*What the exercise asks*
Every line from the first in the listing below to the line containing "the agent |" is to be repeated exactly, and no line past it.

*Records shown*

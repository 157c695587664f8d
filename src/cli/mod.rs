//! CLI support.
//!
//! The `cogmem` binary parses arguments and dispatches; the pieces that touch
//! storage or produce output live here so they can be tested.
//!
//! # Commands
//!
//! | Command | Description |
//! |---------|-------------|
//! | `store` | Store a memory for the agent |
//! | `recall` | Retrieve memories relevant to a query |
//! | `consolidate` | Promote recurring topics into patterns and traits |
//! | `delete` | Delete an episodic memory by ID |
//! | `status` | Show counts, traits, and consolidation state |
//! | `context` | Show the context shared with collaborators |
//! | `reset` | Discard all of the agent's memory |
//! | `config` | Show the effective configuration |
//!
//! # Example Usage
//!
//! ```bash
//! cogmem store "Reviewed the new logo design" --topics design
//! cogmem recall "logo design" --limit 5
//! cogmem --agent planner status --format json
//! ```

mod output;
mod session;

pub use output::{
    OutputFormat, format_timestamp, write_config, write_context, write_deleted, write_hits_table,
    write_json, write_stats, write_stored, write_summary,
};
pub use session::AgentSession;

/// Splits a comma-separated list, dropping empty items.
#[must_use]
pub fn split_list(value: Option<&str>) -> Vec<String> {
    value
        .map(|v| {
            v.split(',')
                .map(str::trim)
                .filter(|s| !s.is_empty())
                .map(ToString::to_string)
                .collect()
        })
        .unwrap_or_default()
}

*Output of the exercise*
repository 157c695587664f8d
filename src/cli/mod.rs
//! CLI support.
//!
//! The `cogmem` binary parses arguments and dispatches; the pieces that touch
//! storage or produce output live here so they can be tested.
//!
//! # Commands
//!
//! | Command | Description |
//! |---------|-------------|
//! | `store` | Store a memory for the agent |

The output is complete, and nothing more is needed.